私の手が空くまで娘を鍵のかかった個室に隔離して、というのです。
Yくんの希望は全然酷くありません。ごもっともです。だって、髪の毛を渾身の力で引っ張られるのです。しかも結構な体格の差です。相当痛いもんね😓
でも私は、娘を鍵のかかる部屋に閉じ込めた事がありません。私と一緒に鍵のかかる部屋に入って鍵を閉めて、彼女が私の目を盗んで出ていけなくしたことはあるのですが。
彼女を1人きりにして鍵をかけることは絶対にしたくなかったんです。
かと言って、Yくんの願いを無視することもできません。
私は、もう小学3年生になったYくんに、真剣に大真面目に説明をしてお願いしてみることにしました。
『あのね、おばちゃんね、なっちゃんを鍵のかかるお部屋に一人で閉じ込めたことないねんね。ドアに鍵がかかってて出て来られないなんて嫌やん?Yくんだって嫌でしょう?だからね、どうしてもなっちゃんに悪さをされたくない時や静かになりたい時はおばちゃんがトイレに入って自分で閉じこもるねん。もしどうしても、しばらくなっちゃんと離れていたかったら、自分で鍵を開けることも閉めることもできるYくんが自分でトイレに入っといてくれへんかな?』
Yくんは、私のいうことをとっても一生懸命に聞いてくれ、
『うん、わかった!』
と、自分でトイレに行ってくれました。
Yくんはこの時、全然注意欠如なんかじゃなく私の話を一生懸命聞いてくれて、娘や私の気持ちもちゃんと汲んでくれました。
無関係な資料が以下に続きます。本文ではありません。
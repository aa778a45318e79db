//! Turns located nodes into parsed records.
//!
//! Simple nodes are parsed straight from their file. Complex nodes are assembled: the node's
//! own record, if any, becomes the root element and every child node is appended to it as an
//! element named after the child, recursively.

use std::{error::Error, path::Path, sync::Arc};

use snafu::IntoError;
use tracing::{debug, trace};

use crate::{
    cache::DocumentCache,
    curl,
    error::{DalError, InternalSnafu, RecordMalformedSnafu, RecordNotFoundSnafu},
    node_tree::{Node, NodeTree},
    record::{AssembleError, Element, RecordParser},
    resolver,
};

/// Adapter between the node tree, the record parser and the document cache.
#[derive(Debug, Clone)]
pub struct Assembler {
    parser: Arc<dyn RecordParser>,
    cache: Arc<DocumentCache>,
}

impl Assembler {
    /// Creates an assembler parsing with `parser` and reusing documents from `cache`.
    pub fn new(parser: Arc<dyn RecordParser>, cache: Arc<DocumentCache>) -> Self {
        Self { parser, cache }
    }

    /// The record parser.
    pub fn parser(&self) -> &Arc<dyn RecordParser> {
        &self.parser
    }

    /// Resolves `curl` against `tree` and returns the requested element.
    ///
    /// This reads files and may take a while; call it off the async executor.
    pub fn load(&self, tree: &NodeTree, curl: &str) -> Result<Element, DalError> {
        let located = resolver::locate(tree, curl)?;
        let record = if located.node.is_simple() {
            self.load_record(tree.base(), located.node)?
        } else {
            self.assemble_node(tree.base(), located.node)?
        };
        resolver::extract(&located, record)
    }

    /// Parses the record file of `node`.
    pub fn load_record(&self, base: &Path, node: &Node) -> Result<Element, DalError> {
        let path = curl::record_path(base, node.curl());
        trace!("loading record '{}' from {}", node.curl(), path.display());
        self.parser
            .parse_file(&path)
            .map_err(|err| assemble_error(node.curl(), &path, err))
    }

    /// Builds the record of `node` from its own file and all its child nodes.
    pub fn assemble_node(&self, base: &Path, node: &Node) -> Result<Element, DalError> {
        let mut element = if node.has_record() {
            self.load_record(base, node)?
        } else {
            Element::new(node.name())
        };
        for child in node.children() {
            let mut child_element = match self.cached_record(child) {
                Some(cached) => cached,
                None if child.is_simple() => self.load_record(base, child)?,
                None => self.assemble_node(base, child)?,
            };
            child_element.set_name(child.name());
            element.push_child(child_element);
        }
        Ok(element)
    }

    /// The parsed cached document of a simple node, if there is a usable one.
    fn cached_record(&self, node: &Node) -> Option<Element> {
        if !node.is_simple() {
            return None;
        }
        let text = self.cache.peek(node.curl())?;
        match self.parser.parse_str(&text) {
            Ok(element) => {
                trace!("reusing cached document of '{}'", node.curl());
                Some(element)
            }
            Err(err) => {
                debug!("cached document of '{}' unusable: {err}", node.curl());
                None
            }
        }
    }
}

fn assemble_error(curl: &str, path: &Path, err: AssembleError) -> DalError {
    match err {
        AssembleError::Io { source, .. } if source.kind() == std::io::ErrorKind::NotFound => {
            RecordNotFoundSnafu { curl }.build()
        }
        err @ AssembleError::Io { .. } => InternalSnafu {
            operation: "read record",
            curl,
        }
        .into_error(err.into()),
        err => RecordMalformedSnafu {
            curl,
            path: path.display().to_string(),
            detail: error_chain(&err),
        }
        .build(),
    }
}

/// Formats an error together with its sources.
fn error_chain(err: &dyn Error) -> String {
    let mut out = err.to_string();
    let mut source = err.source();
    while let Some(err) = source {
        out.push_str(": ");
        out.push_str(&err.to_string());
        source = err.source();
    }
    out
}

#[cfg(test)]
mod tests {
    use testresult::TestResult;

    use super::*;
    use crate::{
        cache::DEFAULT_TARGET_FREE_RATIO,
        metrics::Metrics,
        record::XmlRecordParser,
        test_utils::{CountingParser, FixedProbe, write_record},
    };

    fn assembler(parser: Arc<dyn RecordParser>) -> Assembler {
        let cache = DocumentCache::new(
            Arc::new(FixedProbe::new(u64::MAX, 0)),
            DEFAULT_TARGET_FREE_RATIO,
            Arc::new(Metrics::default()),
        );
        Assembler::new(parser, Arc::new(cache))
    }

    fn containers() -> TestResult<(tempfile::TempDir, NodeTree)> {
        let dir = tempfile::tempdir()?;
        let base = dir.path().join("CDB");
        write_record(&base, "MACI/Containers", r#"<Containers Default="yes"/>"#)?;
        write_record(&base, "MACI/Containers/C1", r#"<Container Timeout="1"/>"#)?;
        write_record(
            &base,
            "MACI/Containers/C2",
            r#"<Container Timeout="2"><Autoload><e Name="baci"/></Autoload></Container>"#,
        )?;
        write_record(&base, "MACI/Containers/Group/C3", r#"<Container Timeout="3"/>"#)?;
        Ok((dir, NodeTree::scan(&base)))
    }

    #[test]
    fn assembles_complex_nodes() -> TestResult {
        let (_dir, tree) = containers()?;
        let assembler = assembler(Arc::new(XmlRecordParser));
        let record = assembler.load(&tree, "MACI/Containers")?;
        assert_eq!(record.name(), "Containers");
        assert_eq!(record.attribute("Default"), Some("yes"));
        assert_eq!(record.child_names(), vec!["C1", "C2", "Group"]);
        assert_eq!(record.child("Group/C3")?.attribute("Timeout"), Some("3"));

        let directory_only = assembler.load(&tree, "MACI")?;
        assert_eq!(directory_only.name(), "MACI");
        assert_eq!(directory_only.child_names(), vec!["Containers"]);
        Ok(())
    }

    #[test]
    fn extracts_residuals_through_files_and_assemblies() -> TestResult {
        let (_dir, tree) = containers()?;
        let assembler = assembler(Arc::new(XmlRecordParser));
        let named = assembler.load(&tree, "MACI/Containers/C2/Autoload/baci")?;
        assert_eq!(named.name(), "e");
        let through_parent = assembler.load(&tree, "MACI/Containers/Group/C3")?;
        assert_eq!(through_parent.attribute("Timeout"), Some("3"));

        let err = assembler.load(&tree, "MACI/Containers/C9").unwrap_err();
        assert_eq!(err.curl(), Some("MACI/Containers/C9"));
        Ok(())
    }

    #[test]
    fn reuses_cached_simple_children() -> TestResult {
        let (_dir, tree) = containers()?;
        let parser = Arc::new(CountingParser::default());
        let assembler = assembler(parser.clone());
        assembler
            .cache
            .put("MACI/Containers/C1", r#"<Container Timeout="cached"/>"#);

        let record = assembler.load(&tree, "MACI/Containers")?;
        assert_eq!(record.child("C1")?.attribute("Timeout"), Some("cached"));
        // Containers, cached C1, C2 and C3
        assert_eq!(parser.calls(), 4);
        Ok(())
    }

    #[test]
    fn malformed_records_name_file_and_curl() -> TestResult {
        let dir = tempfile::tempdir()?;
        let base = dir.path().join("CDB");
        write_record(&base, "Broken", "<Broken><a></Broken>")?;
        let tree = NodeTree::scan(&base);

        let err = assembler(Arc::new(XmlRecordParser))
            .load(&tree, "Broken")
            .unwrap_err();
        match err {
            DalError::RecordMalformed { curl, path, .. } => {
                assert_eq!(curl, "Broken");
                assert!(path.ends_with("Broken.xml"));
            }
            other => panic!("unexpected error {other:?}"),
        }
        Ok(())
    }
}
閉じ込められたら娘も嫌なんだということをちゃんと想像して共感してくれました。
そのことにたくさんたくさんお礼を言いました。
そして後の行動は彼に任せました。
もちろんYくんがトイレに行ったのだってほんの1分ほどのことです。
少ししたら娘の気も変わります。
Yくんも落ち着くし、娘もまた少し距離をおいた関わりができるようになります。
そんな色々なシチュエーションを3人で体験しながら、一番心地の良い過ごし方を模索した午前中でした。
試行錯誤しながらそれぞれのペースで過ごした時間はあっという間に流れ、すぐお昼になりYくんのお母さんが帰って来られたので、なつまま手作りのありあわせのランチを4人で食べました。
『4人で食べるランチは美味しいねぇ❣️』と言いながら最後にはちゃんと笑顔の時間になったことを心から嬉しいと思いました。
何より、YくんはYくんで一つ一つ確実に成長の階段を登っているし、娘は娘で私たちが丁寧に大切に関わろうとしていることを少しずつ汲めるようにもなってきているので、トラブルはそこそこありながらも折り合いをつけながら成長している3人(もちろん私も含みます!!)に大拍手👏👏👏👏👏👏でした。
正解なんかないからこそ、色々やってみる!
そして、色々失敗しても【大切にしたいよ】という気持ちが伝わればそれでとりあえずはよし、とする。
そんな試行錯誤が尊いと思った時間でした。